Neither one of them is wearing a shirt now, and spooning her like this is dangerously intimate for his mental health, but he revels in the feeling of his bare skin against hers. His hand is brushing against her soft belly now, carefully staying in a safe zone, and he realizes that all of this, pinning her against the wall (multiple times) the almost kiss, and his totally inappropriate fondling of her body is all heading somewhere, a culmination of emotions, and whatever it is, it's going to be big.


	6. Revelation

She wakes up in his arms again, but this time everything's different. His chest is warm against her bare back, and she looks down to see his fingers interlaced with hers over her stomach. His breath is gentle on the top of her head, and their bodies fit together perfectly.

Her shirt is still on the floor from where she recklessly discarded it last night. Modesty has never been part of her life, but she had never been so blatant either, especially not with him. But his hand, the gentle pressure moving up and down her back, the shivers only obtained by tender human contact, were too good to pass up, and when she opened her eyes to tell him that, he froze, petrified, and she practically begged him to do it again. She almost wished she hadn't; he was much more careful once he knew she was awake and the affectionate, almost inappropriate caresses from before almost completely disappeared. He must have pulled her to him when she fell asleep. The sensation is so perfect she savors it for a moment before she yawns and stretches in his arms.

Her movement awakens him, and he freezes for a moment before realizing that she's not going to kill him. She feels his arms tighten around her, and he presses a kiss to her warm shoulder before burying his head in the crook of her neck. She shivers at the feel of his warm breath, and turns in his arms to face him.

He lifts his head to meet her gaze, faces inches apart, and her breath comes a little more sporadically. He smiles and greets her in their native language, and she returns the favor. She lays her head down again and absentmindedly runs her fingers down the planes of his chest, the muscles and valleys of his stomach until he shudders and something in his gaze makes her remove her hand. His gaze shifts lower, and suddenly she remembers just how naked she is, and hastily reaches for the covers to pull them back up over herself.
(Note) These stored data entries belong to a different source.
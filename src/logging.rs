/// Structured logging for the weather polling service
///
/// Every record is tagged with the data source it concerns and, where
/// relevant, the location id, e.g. `REMOTE [8001]: plzDetail failed`.
/// Records go through the `log` facade; `init_logger` installs an
/// `env_logger` backend writing to stderr and optionally appending to a
/// file for daemon operation.

use chrono::Utc;
use log::LevelFilter;
use std::fmt;
use std::fs::{File, OpenOptions};
use std::io::{self, Write};

use crate::model::MeteoError;

// ---------------------------------------------------------------------------
// Data Source Types
// ---------------------------------------------------------------------------

#[derive(Debug, Clone, Copy, PartialEq, Eq)]
pub enum DataSource {
    /// The weather service REST API.
    Remote,
    /// The local reference snapshot.
    Snapshot,
    /// The host state store.
    State,
    /// Inbound push warnings.
    Push,
    System,
}

impl fmt::Display for DataSource {
    fn fmt(&self, f: &mut fmt::Formatter<'_>) -> fmt::Result {
        match self {
            DataSource::Remote => write!(f, "REMOTE"),
            DataSource::Snapshot => write!(f, "SNAPSHOT"),
            DataSource::State => write!(f, "STATE"),
            DataSource::Push => write!(f, "PUSH"),
            DataSource::System => write!(f, "SYS"),
        }
    }
}

// ---------------------------------------------------------------------------
// Failure Classification
// ---------------------------------------------------------------------------

#[derive(Debug, Clone, PartialEq, Eq)]
pub enum FailureType {
    /// Expected failure - the location has nothing to report right now
    Expected,
    /// Unexpected failure - indicates service degradation or configuration issue
    Unexpected,
    /// Unknown - cannot determine if this is expected or not
    Unknown,
}

impl fmt::Display for FailureType {
    fn fmt(&self, f: &mut fmt::Formatter<'_>) -> fmt::Result {
        match self {
            FailureType::Expected => write!(f, "EXPECTED"),
            FailureType::Unexpected => write!(f, "UNEXPECTED"),
            FailureType::Unknown => write!(f, "UNKNOWN"),
        }
    }
}

// ---------------------------------------------------------------------------
// Logger Configuration
// ---------------------------------------------------------------------------

/// Writes every record to stderr and appends it to a file.
struct Tee {
    file: File,
}

impl Write for Tee {
    fn write(&mut self, buf: &[u8]) -> io::Result<usize> {
        io::stderr().write_all(buf)?;
        self.file.write_all(buf)?;
        Ok(buf.len())
    }

    fn flush(&mut self) -> io::Result<()> {
        io::stderr().flush()?;
        self.file.flush()
    }
}

/// Initialize the global logger.
///
/// `RUST_LOG` still overrides `min_level` per module. Fails only if the log
/// file cannot be opened; a second call is ignored.
pub fn init_logger(
    min_level: LevelFilter,
    log_file: Option<&str>,
    timestamps: bool,
) -> io::Result<()> {
    let mut builder = env_logger::Builder::new();
    builder.filter_level(min_level).parse_default_env();

    builder.format(move |buf, record| {
        if timestamps {
            write!(buf, "{} ", Utc::now().format("%Y-%m-%d %H:%M:%S UTC"))?;
        }
        writeln!(buf, "{:<5} {}", record.level(), record.args())
    });

    if let Some(path) = log_file {
        let file = OpenOptions::new().create(true).append(true).open(path)?;
        builder.target(env_logger::Target::Pipe(Box::new(Tee { file })));
    }

    // Tests and repeated initialisation keep the first logger.
    let _ = builder.try_init();
    Ok(())
}

/// Parses a level name such as `info` or `debug`.
pub fn parse_level(name: &str) -> Option<LevelFilter> {
    name.parse().ok()
}

// ---------------------------------------------------------------------------
// Public Logging Functions
// ---------------------------------------------------------------------------

fn tag(source: DataSource, location: Option<&str>) -> String {
    match location {
        Some(id) => format!("{} [{}]", source, id),
        None => source.to_string(),
    }
}

/// Log a general informational message
pub fn info(source: DataSource, location: Option<&str>, message: &str) {
    log::info!("{}: {}", tag(source, location), message);
}

/// Log a warning message
pub fn warn(source: DataSource, location: Option<&str>, message: &str) {
    log::warn!("{}: {}", tag(source, location), message);
}

/// Log an error message
pub fn error(source: DataSource, location: Option<&str>, message: &str) {
    log::error!("{}: {}", tag(source, location), message);
}

/// Log a debug message
pub fn debug(source: DataSource, location: Option<&str>, message: &str) {
    log::debug!("{}: {}", tag(source, location), message);
}

// ---------------------------------------------------------------------------
// Failure Classification Helpers
// ---------------------------------------------------------------------------

/// Classify a per-location failure by its error kind.
pub fn classify_failure(err: &MeteoError) -> FailureType {
    match err {
        // 404 on a detail request means the service has no data for the id
        MeteoError::Http(404) => FailureType::Expected,
        MeteoError::Http(_) | MeteoError::Parse(_) => FailureType::Unexpected,
        MeteoError::Snapshot(_)
        | MeteoError::SnapshotNotOpen(_)
        | MeteoError::State(_)
        | MeteoError::Config(_) => FailureType::Unexpected,
        // Network trouble may be ours or theirs
        MeteoError::Request(_) | MeteoError::Io(_) => FailureType::Unknown,
        MeteoError::LocationNotFound(_) => FailureType::Unknown,
    }
}

/// Log a failure with automatic classification
pub fn log_failure(source: DataSource, location: &str, operation: &str, err: &MeteoError) {
    let failure_type = classify_failure(err);
    let message = format!("{} failed [{}]: {}", operation, failure_type, err);

    match failure_type {
        FailureType::Expected => debug(source, Some(location), &message),
        FailureType::Unexpected => error(source, Some(location), &message),
        FailureType::Unknown => warn(source, Some(location), &message),
    }
}

// ---------------------------------------------------------------------------
// Pass Summary Logging
// ---------------------------------------------------------------------------

/// Log a summary of one refresh pass
pub fn log_pass_summary(total: usize, successful: usize, failed: usize) {
    let message = format!(
        "Refresh complete: {}/{} successful, {} failed",
        successful, total, failed
    );

    if failed == 0 {
        info(DataSource::System, None, &message);
    } else if successful == 0 {
        error(DataSource::System, None, &message);
    } else {
        warn(DataSource::System, None, &message);
    }
}

/// Test-only logger that keeps every record in memory.
#[cfg(test)]
pub(crate) mod capture {
    use log::{Log, Metadata, Record};
    use std::sync::{Mutex, Once};

    static RECORDS: Mutex<Vec<String>> = Mutex::new(Vec::new());
    static INSTALL: Once = Once::new();

    struct Collector;

    impl Log for Collector {
        fn enabled(&self, _metadata: &Metadata) -> bool {
            true
        }

        fn log(&self, record: &Record) {
            if let Ok(mut records) = RECORDS.lock() {
                records.push(record.args().to_string());
            }
        }

        fn flush(&self) {}
    }

    /// Installs the collector for the whole test binary.
    pub fn install() {
        INSTALL.call_once(|| {
            if log::set_boxed_logger(Box::new(Collector)).is_ok() {
                log::set_max_level(log::LevelFilter::Debug);
            }
        });
    }

    /// Records containing `needle`. Tests run in parallel, so filter on
    /// something unique to the test.
    pub fn matching(needle: &str) -> Vec<String> {
        RECORDS
            .lock()
            .map(|records| records.iter().filter(|r| r.contains(needle)).cloned().collect())
            .unwrap_or_default()
    }
}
He laughs softly.

"I never realized you were embarrassed to be seen naked."

She blushes when she replies, "with you it's different."

She doesn't want anybody else's hands on her; she doesn't want anybody else looking, even if it's awkward with him. She wouldn't have stripped with reckless abandon for anyone else, even though the two of them are just friends, and that invisible line between them was shattered last night.

She realizes with a jolt that it isn't attraction, it isn't lust or friendship, or anything else, it is love, pure and simple that draws her to him, and suddenly she drops the covers and wraps her arms around him, not missing the way his heartbeat speeds up at the feel of her bare chest against his. She nestles her face in his neck and breathes in deeply, relishing the smell of sweat and boy and desert, the smell of him, and she feels him weave a hand through her hair and inhale the scent of her as well.

He pulls her head back gently, looking confused.

"What is the matter?"

She laughs. "Today has brought many revelations."


	7. Together

He's still in her dreams tonight, but somehow everything has changed. She can't quite put her finger on it, but somehow things seem portentous, like something's about to happen. They're in an empty building, all alone, and they're heavily armed, which may seem like a normal day to the two of them, but suddenly there's the flash of light and the loud sound that mean a gunshot, and even thought no other people enter the room, they both drop instinctively to the floor. When she rolls over, relieved that you're both all right, she quickly realizes that that's not true. He's unnaturally still and the puddle his head rests in is a sickening crimson color. She cradles his face, and the liquid is sticky. When she puts her face in her hands and starts to sob, she feels it clinging to her, and she knows that even if she scrubs her face every day his blood will never wash off. She stumbles to her feet, blinded by blood and tears, but she can't find any trace of the shooter. When she opens the door, she realizes that she's in the middle of the desert, with nothing around her for miles, and with a sudden jolt she knows with horrifying certainty that she's all alone in the world.

She wakes up, sobbing into the bare skin of his chest. He's bleary and confused, and she can't even speak for her tears, and for a full five minutes all she can do is clutch him closer and convince herself that he's still alive.

He's more and more worried as the minutes drag on and she can't bring herself to speak to him, but finally she manages to stammer, "Yo-you-you're st-still alive."

He understands, and pulls her closer, murmuring in her ear, saying nothing and everything at the same time.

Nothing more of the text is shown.